__TASK OBJECTIVE__.
Output exactly the lines spanning from the line containing "assert!(machine.advance(RunState::Discovering).is_err());" to the last line of the entries, inclusive.

[Collected data]
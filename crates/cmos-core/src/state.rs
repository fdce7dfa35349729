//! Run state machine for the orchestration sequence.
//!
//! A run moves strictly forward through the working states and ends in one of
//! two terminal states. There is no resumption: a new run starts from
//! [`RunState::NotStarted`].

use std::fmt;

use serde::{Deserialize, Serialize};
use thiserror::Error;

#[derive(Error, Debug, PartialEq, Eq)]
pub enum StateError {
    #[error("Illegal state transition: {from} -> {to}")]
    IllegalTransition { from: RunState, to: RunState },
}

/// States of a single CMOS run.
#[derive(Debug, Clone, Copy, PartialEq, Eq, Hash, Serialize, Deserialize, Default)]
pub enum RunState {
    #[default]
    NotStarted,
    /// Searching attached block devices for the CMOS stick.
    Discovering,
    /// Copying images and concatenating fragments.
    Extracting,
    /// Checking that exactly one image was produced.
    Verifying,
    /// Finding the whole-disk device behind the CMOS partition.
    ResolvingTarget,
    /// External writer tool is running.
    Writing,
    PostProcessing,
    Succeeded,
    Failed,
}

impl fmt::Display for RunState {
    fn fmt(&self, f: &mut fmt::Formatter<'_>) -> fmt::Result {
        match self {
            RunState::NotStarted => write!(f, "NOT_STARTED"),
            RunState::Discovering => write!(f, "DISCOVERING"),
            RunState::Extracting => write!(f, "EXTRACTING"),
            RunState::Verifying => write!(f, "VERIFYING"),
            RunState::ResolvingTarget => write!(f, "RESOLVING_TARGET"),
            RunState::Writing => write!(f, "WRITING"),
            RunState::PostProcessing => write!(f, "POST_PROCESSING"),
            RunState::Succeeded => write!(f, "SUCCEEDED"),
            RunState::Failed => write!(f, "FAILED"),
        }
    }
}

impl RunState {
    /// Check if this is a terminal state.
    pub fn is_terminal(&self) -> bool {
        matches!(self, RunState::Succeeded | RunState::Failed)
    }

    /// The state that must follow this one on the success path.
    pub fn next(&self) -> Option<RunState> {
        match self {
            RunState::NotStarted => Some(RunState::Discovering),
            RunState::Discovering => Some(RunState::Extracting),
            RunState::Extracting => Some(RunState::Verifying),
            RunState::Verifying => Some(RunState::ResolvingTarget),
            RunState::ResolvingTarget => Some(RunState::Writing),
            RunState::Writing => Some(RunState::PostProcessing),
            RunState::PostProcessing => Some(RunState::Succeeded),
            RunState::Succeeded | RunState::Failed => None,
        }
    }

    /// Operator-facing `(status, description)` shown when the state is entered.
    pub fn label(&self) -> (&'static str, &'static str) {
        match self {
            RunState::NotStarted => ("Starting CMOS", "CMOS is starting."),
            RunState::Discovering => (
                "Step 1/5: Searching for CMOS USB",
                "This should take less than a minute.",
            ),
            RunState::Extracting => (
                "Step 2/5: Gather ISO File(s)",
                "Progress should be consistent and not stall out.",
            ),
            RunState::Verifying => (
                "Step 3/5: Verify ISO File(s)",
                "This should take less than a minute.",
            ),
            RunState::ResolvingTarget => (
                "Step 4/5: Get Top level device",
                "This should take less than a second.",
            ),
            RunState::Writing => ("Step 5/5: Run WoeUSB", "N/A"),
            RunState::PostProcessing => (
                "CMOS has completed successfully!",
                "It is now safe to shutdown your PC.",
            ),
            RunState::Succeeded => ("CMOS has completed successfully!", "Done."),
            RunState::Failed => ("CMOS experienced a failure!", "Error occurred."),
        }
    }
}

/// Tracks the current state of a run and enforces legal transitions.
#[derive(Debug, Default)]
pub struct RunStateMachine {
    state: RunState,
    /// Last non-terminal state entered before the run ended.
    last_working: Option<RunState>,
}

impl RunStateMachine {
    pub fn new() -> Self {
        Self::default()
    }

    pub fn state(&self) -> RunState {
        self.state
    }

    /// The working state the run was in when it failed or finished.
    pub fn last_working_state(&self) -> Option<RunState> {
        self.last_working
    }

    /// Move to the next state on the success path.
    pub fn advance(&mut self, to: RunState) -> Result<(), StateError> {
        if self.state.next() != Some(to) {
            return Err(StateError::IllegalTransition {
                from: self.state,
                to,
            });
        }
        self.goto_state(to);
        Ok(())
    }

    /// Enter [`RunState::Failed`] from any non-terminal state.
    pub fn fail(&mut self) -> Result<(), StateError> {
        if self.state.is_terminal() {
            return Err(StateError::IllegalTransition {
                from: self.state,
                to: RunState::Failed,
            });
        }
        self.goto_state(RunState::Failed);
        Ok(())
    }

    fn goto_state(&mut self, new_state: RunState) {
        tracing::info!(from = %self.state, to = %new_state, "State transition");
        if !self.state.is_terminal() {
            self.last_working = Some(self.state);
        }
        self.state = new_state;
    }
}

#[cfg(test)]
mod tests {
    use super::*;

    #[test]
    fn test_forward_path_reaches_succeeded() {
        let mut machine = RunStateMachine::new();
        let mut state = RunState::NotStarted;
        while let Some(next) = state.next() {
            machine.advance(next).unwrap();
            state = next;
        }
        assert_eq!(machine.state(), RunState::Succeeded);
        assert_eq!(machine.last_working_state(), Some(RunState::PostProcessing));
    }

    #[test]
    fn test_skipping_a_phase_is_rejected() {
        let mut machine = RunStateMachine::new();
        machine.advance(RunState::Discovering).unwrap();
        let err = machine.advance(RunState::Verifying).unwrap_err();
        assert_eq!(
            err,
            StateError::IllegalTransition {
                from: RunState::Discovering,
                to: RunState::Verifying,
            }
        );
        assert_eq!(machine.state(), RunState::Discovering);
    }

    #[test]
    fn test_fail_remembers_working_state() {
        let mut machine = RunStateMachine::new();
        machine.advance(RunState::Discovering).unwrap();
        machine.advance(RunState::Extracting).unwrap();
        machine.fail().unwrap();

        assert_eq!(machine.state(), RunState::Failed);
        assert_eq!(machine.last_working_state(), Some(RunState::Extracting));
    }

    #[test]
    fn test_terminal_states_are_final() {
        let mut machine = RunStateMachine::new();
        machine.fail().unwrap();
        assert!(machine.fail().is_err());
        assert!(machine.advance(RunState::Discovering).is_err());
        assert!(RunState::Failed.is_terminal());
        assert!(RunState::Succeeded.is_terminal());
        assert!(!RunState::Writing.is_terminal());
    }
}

__TASK OUTPUT__.
        assert!(machine.advance(RunState::Discovering).is_err());
        assert!(RunState::Failed.is_terminal());
        assert!(RunState::Succeeded.is_terminal());
        assert!(!RunState::Writing.is_terminal());
    }
}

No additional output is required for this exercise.